Thursday, August 18


I have to say, I sympathize greatly with Mark Leon Goldberg's frustration with Democratic hawks. As I posted earlier this week, I'm reminded of nothing so much as 1968, when anti-war sentiment drove Lyndon Johnson to declare he would not run for re-election only to be succeeded by Hubert Humphrey as the Democratic presidential nominee, Humphrey who endorsed Johnson's war policies in toto. Eugene McCarthy was the hope of the anti-war movement, but institutional Dems submarined his campaign at every opportunity and in the end, we were left with the distressing choice between the known Humphrey and the deceitful Nixon, who fooled so many with his "secret plan" to win the war.

It wasn't until the 1972 campaign season that Robert Kennedy and George McGovern rose above the crowd of usual suspect Democratic hawks to insist that it was time for the nation to face the reality of the VietNam War and end that tragic and senseless conflict. For their troubles, Kennedy was assassinated and McGovern, after winning the nomination, was caricatured and marginalized by his own party and the media. Nixon, of course, was exposed after the election for the lying, cheating weasel he was, but it was too late to save thousands of young American lives and rescue the government's moral authority.

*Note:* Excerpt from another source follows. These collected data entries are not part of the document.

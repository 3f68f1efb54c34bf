// =============================================================================
// Central Screener State
// =============================================================================
//
// The single source of truth for the screener process. Background tasks and
// API handlers share it via `Arc<ScreenerState>`.
//
// Thread safety:
//   - An atomic flag guards against overlapping scan cycles.
//   - parking_lot::RwLock for all mutable shared values.
//   - RankingBoard manages its own interior mutability.
// =============================================================================

use std::sync::atomic::{AtomicBool, Ordering};

use parking_lot::RwLock;

use crate::config::ScreenerConfig;
use crate::ranking::RankingBoard;
use crate::scanner::CycleReport;

/// Shared screener state. Wrapped in `Arc` immediately after construction.
pub struct ScreenerState {
    // ── Configuration ───────────────────────────────────────────────────
    pub config: RwLock<ScreenerConfig>,

    // ── Metrics table ───────────────────────────────────────────────────
    pub board: RankingBoard,

    // ── Cycle coordination ──────────────────────────────────────────────
    /// True while a scan cycle is in flight. Refresh requests arriving in
    /// that window are discarded, never queued.
    pub cycle_running: AtomicBool,
    pub last_report: RwLock<Option<CycleReport>>,

    // ── Timing ──────────────────────────────────────────────────────────
    pub start_time: std::time::Instant,
}

impl ScreenerState {
    pub fn new(config: ScreenerConfig) -> Self {
        Self {
            config: RwLock::new(config),
            board: RankingBoard::new(),
            cycle_running: AtomicBool::new(false),
            last_report: RwLock::new(None),
            start_time: std::time::Instant::now(),
        }
    }

    pub fn is_cycle_running(&self) -> bool {
        self.cycle_running.load(Ordering::SeqCst)
    }

    pub fn uptime_secs(&self) -> u64 {
        self.start_time.elapsed().as_secs()
    }

    /// Cheap clone of the current configuration for use across awaits
    /// without holding the lock.
    pub fn config_snapshot(&self) -> ScreenerConfig {
        self.config.read().clone()
    }
}
pub mod client;

// Re-export the client for convenient access (e.g. `use crate::binance::FuturesClient`).
pub use client::FuturesClient;
// =============================================================================
// Binance Futures REST API Client — public market-data endpoints
// =============================================================================
//
// The screener only reads public data, so no request signing is involved.
// Errors are classified into typed variants (rate limit vs outage vs empty
// payload) because the retry layer and the scan cycle treat them differently.
// =============================================================================

use tracing::{debug, instrument, warn};

use crate::error::{CatalogError, FetchError};
use crate::types::{Candle, Interval, SymbolInfo};

/// Base URL for the USD-M futures REST API.
const FUTURES_BASE_URL: &str = "https://fapi.binance.com";

/// Binance futures REST client for the public market-data endpoints.
#[derive(Debug, Clone)]
pub struct FuturesClient {
    base_url: String,
    client: reqwest::Client,
}

impl FuturesClient {
    // -------------------------------------------------------------------------
    // Construction
    // -------------------------------------------------------------------------

    pub fn new() -> Self {
        Self::with_base_url(FUTURES_BASE_URL)
    }

    /// Client pointed at an alternate host, e.g. the futures testnet.
    pub fn with_base_url(base_url: &str) -> Self {
        let client = reqwest::Client::builder()
            .timeout(std::time::Duration::from_secs(10))
            .build()
            .expect("failed to build reqwest client");

        debug!("FuturesClient initialised (base_url={base_url})");

        Self {
            base_url: base_url.to_string(),
            client,
        }
    }

    // -------------------------------------------------------------------------
    // Exchange info
    // -------------------------------------------------------------------------

    /// GET /fapi/v1/exchangeInfo — every listed instrument, tradable or not.
    ///
    /// Filtering by status and quote asset is left to the caller; entries
    /// that fail to deserialise are skipped with a warning.
    #[instrument(skip(self), name = "binance::exchange_info")]
    pub async fn exchange_info(&self) -> Result<Vec<SymbolInfo>, CatalogError> {
        let url = format!("{}/fapi/v1/exchangeInfo", self.base_url);

        let resp = self
            .client
            .get(&url)
            .send()
            .await
            .map_err(|e| CatalogError::Unavailable(format!("request failed: {e}")))?;

        let status = resp.status();
        if !status.is_success() {
            return Err(CatalogError::Unavailable(format!(
                "exchange info request returned {status}"
            )));
        }

        let body: serde_json::Value = resp
            .json()
            .await
            .map_err(|e| CatalogError::Unavailable(format!("unreadable response body: {e}")))?;

        let raw = body["symbols"]
            .as_array()
            .ok_or_else(|| {
                CatalogError::Unavailable("response missing 'symbols' array".to_string())
            })?;

        let mut symbols = Vec::with_capacity(raw.len());
        for entry in raw {
            match serde_json::from_value::<SymbolInfo>(entry.clone()) {
                Ok(info) => symbols.push(info),
                Err(e) => warn!(error = %e, "skipping unparseable exchange info entry"),
            }
        }

        debug!(count = symbols.len(), "exchange info retrieved");
        Ok(symbols)
    }

    // -------------------------------------------------------------------------
    // Klines
    // -------------------------------------------------------------------------

    /// GET /fapi/v1/klines — up to `limit` bars of `interval` for `symbol`.
    ///
    /// Parses Binance's array-of-arrays response format. Array indices:
    ///   [0] openTime, [1] open, [2] high, [3] low, [4] close, [5] volume,
    ///   [6] closeTime, [7] quoteAssetVolume, ...
    ///
    /// Numeric fields arrive as JSON strings; a row that cannot be parsed
    /// makes the whole response [`FetchError::EmptyResult`].
    #[instrument(skip(self), name = "binance::klines")]
    pub async fn klines(
        &self,
        symbol: &str,
        interval: Interval,
        limit: u32,
    ) -> Result<Vec<Candle>, FetchError> {
        let url = format!(
            "{}/fapi/v1/klines?symbol={}&interval={}&limit={}",
            self.base_url, symbol, interval, limit
        );

        let resp = self
            .client
            .get(&url)
            .send()
            .await
            .map_err(|e| FetchError::Unavailable(format!("request failed: {e}")))?;

        let status = resp.status();
        // 418 is the exchange's auto-ban escalation of 429.
        if status == reqwest::StatusCode::TOO_MANY_REQUESTS || status.as_u16() == 418 {
            warn!(symbol, %status, "kline request rate limited");
            return Err(FetchError::RateLimited);
        }
        if !status.is_success() {
            return Err(FetchError::Unavailable(format!(
                "kline request returned {status}"
            )));
        }

        let raw: Vec<serde_json::Value> = resp.json().await.map_err(|e| {
            warn!(symbol, error = %e, "kline response body was not a JSON array");
            FetchError::EmptyResult
        })?;

        if raw.is_empty() {
            return Err(FetchError::EmptyResult);
        }

        let mut candles = Vec::with_capacity(raw.len());
        for entry in &raw {
            candles.push(Self::parse_kline_row(entry).ok_or(FetchError::EmptyResult)?);
        }

        debug!(symbol, %interval, count = candles.len(), "klines fetched");
        Ok(candles)
    }

    // -------------------------------------------------------------------------
    // Internal helpers
    // -------------------------------------------------------------------------

    fn parse_kline_row(entry: &serde_json::Value) -> Option<Candle> {
        let arr = entry.as_array()?;
        if arr.len() < 6 {
            warn!("kline row has only {} elements", arr.len());
            return None;
        }

        let open_time = arr[0].as_i64()?;
        let open = Self::parse_str_f64(&arr[1])?;
        let high = Self::parse_str_f64(&arr[2])?;
        let low = Self::parse_str_f64(&arr[3])?;
        let close = Self::parse_str_f64(&arr[4])?;
        let volume = Self::parse_str_f64(&arr[5])?;

        Some(Candle::new(open_time, open, high, low, close, volume))
    }

    /// Parse a JSON value that may be either a string or a number into `f64`.
    fn parse_str_f64(val: &serde_json::Value) -> Option<f64> {
        if let Some(s) = val.as_str() {
            s.parse::<f64>().ok()
        } else {
            val.as_f64()
        }
    }
}

impl Default for FuturesClient {
    fn default() -> Self {
        Self::new()
    }
}
// =============================================================================
// Strong-Signal Detector — threshold crossings on the pressure series
// =============================================================================
//
// A strong buy fires on the bar where buy_pct crosses ABOVE 70 (previous bar
// at or below 70) while buy pressure dominates sell pressure. Strong sells
// are symmetric on sell_pct. This is an edge trigger: staying above the
// threshold emits nothing until the series dips back to 70 or below and
// crosses again.
//
// Strength maps the headroom above the threshold onto [0, 10]:
//   strength = (pct - 70) / 30 * 10
// The anchor price is offset slightly beyond the bar extreme: 0.4% below the
// low for buys, 0.4% above the high for sells.
// =============================================================================

use serde::Serialize;

use crate::types::{Candle, SignalKind};
use crate::volume_profile::PressureSeries;

/// Pressure percentage a series must cross to count as a strong signal.
pub const STRONG_THRESHOLD: f64 = 70.0;

const BUY_ANCHOR_DISCOUNT: f64 = 0.996;
const SELL_ANCHOR_PREMIUM: f64 = 1.004;

/// One strong buy/sell signal anchored to a candle.
#[derive(Debug, Clone, PartialEq, Serialize)]
pub struct Signal {
    /// Open time of the bar that triggered the crossing, epoch ms.
    pub time: i64,
    /// Suggested anchor price, offset slightly beyond the bar extreme.
    pub price: f64,
    /// Headroom above the threshold mapped onto [0, 10].
    pub strength: f64,
    pub kind: SignalKind,
}

/// Scan the series for threshold crossings.
///
/// `candles` and `series` must come from the same evaluation; extra length
/// on either side is ignored. Signals are emitted in ascending bar order,
/// so the last element is always the most recent.
pub fn detect_signals(candles: &[Candle], series: &PressureSeries) -> Vec<Signal> {
    let n = candles.len().min(series.len());
    let mut signals = Vec::new();

    for i in 1..n {
        let buy = series.buy_pct[i];
        let sell = series.sell_pct[i];

        if buy > STRONG_THRESHOLD && series.buy_pct[i - 1] <= STRONG_THRESHOLD && buy > sell {
            signals.push(Signal {
                time: candles[i].open_time,
                price: candles[i].low * BUY_ANCHOR_DISCOUNT,
                strength: signal_strength(buy),
                kind: SignalKind::Buy,
            });
        }

        if sell > STRONG_THRESHOLD && series.sell_pct[i - 1] <= STRONG_THRESHOLD && sell > buy {
            signals.push(Signal {
                time: candles[i].open_time,
                price: candles[i].high * SELL_ANCHOR_PREMIUM,
                strength: signal_strength(sell),
                kind: SignalKind::Sell,
            });
        }
    }

    signals
}

/// Most recent signal of either kind, if any.
pub fn latest_signal(signals: &[Signal]) -> Option<&Signal> {
    signals.last()
}

/// How many bars back `signal` fired, counted from the newest candle.
///
/// Returns `None` when the signal's time matches no candle (stale signal
/// against a refetched series).
pub fn bars_ago(candles: &[Candle], signal: &Signal) -> Option<usize> {
    candles
        .iter()
        .position(|c| c.open_time == signal.time)
        .map(|idx| candles.len() - 1 - idx)
}

fn signal_strength(pct: f64) -> f64 {
    (pct - STRONG_THRESHOLD) / 30.0 * 10.0
}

And here we are again. If the Democratic Party leadership doesn't begin to speak out and differentiate from BushCo, many Democrats will stay home from the polls just as they did in 1972. I hear the argument that Biden, Clinton, Kerry et al cannot win if they advocate withdrawal from Iraq, but I've heard it before, when McCarthy and McGovern lost. It's that fear, I believe, that drives the argument. But Democratic hawks are forgetting that both McCarthy and McGovern had long been characterized as doves, and they got little or no support from their fellow party members. Had Kennedy not been assassinated, I firmly believe he would have been elected president. It's a powerful statement when a hawk declares a conversion experience -- that he/she was lied to (on SO many levels), and that the "noble cause," whatever its chances for success might have been, has been lost irrevocably because of the mismanagement of the current leadership. Also, McCarthy and McGovern were soft-spoken, mild-mannered professorial personalities that simply didn't appeal to a large segment of the citizenry during a time of war. The current crop of Democratic hopeful hawks don't suffer from that handicap, being far more charismatic and resolute in type.

In marketing we constantly look for differentiators between our product and the competition's. Simply put, we have to offer a better value proposition; else what reason is there for the consumer to select ours? If Dems continue the Kerry strategy of saying, "It was the right strategy, I'll just execute it better," we'll lose again. And the American experiment can't afford another four years of Republican rule and survive as we've known it.

UPDATE: Chuck Dupree of Bad Attitudes quotes former Colorado Sen. (and presidential hopeful) Gary Hart:

It is a great wonder that war opponents, including increasing numbers of Democratic “leaders,” are so silent. Some of the most visible simply believe the invasion of Iraq, which they endorsed, has been mismanaged, that more troops (not fewer) are needed! Even today, they seem untroubled by the false statements and manipulated intelligence of the administration. The most difficult political statement in the English language is: I made a mistake.

Speaking only for myself, I will find it very difficult to support any Democratic “leader” who remains silent at this critical moment but who wants to be president in 2008. There are defining moments in political careers and in national life where true character is revealed, where moral authority is achieved, or forfeited. Recall Dante’s well-known warning that a special place is reserved in hell for those who, in times of moral crisis, preserve their neutrality.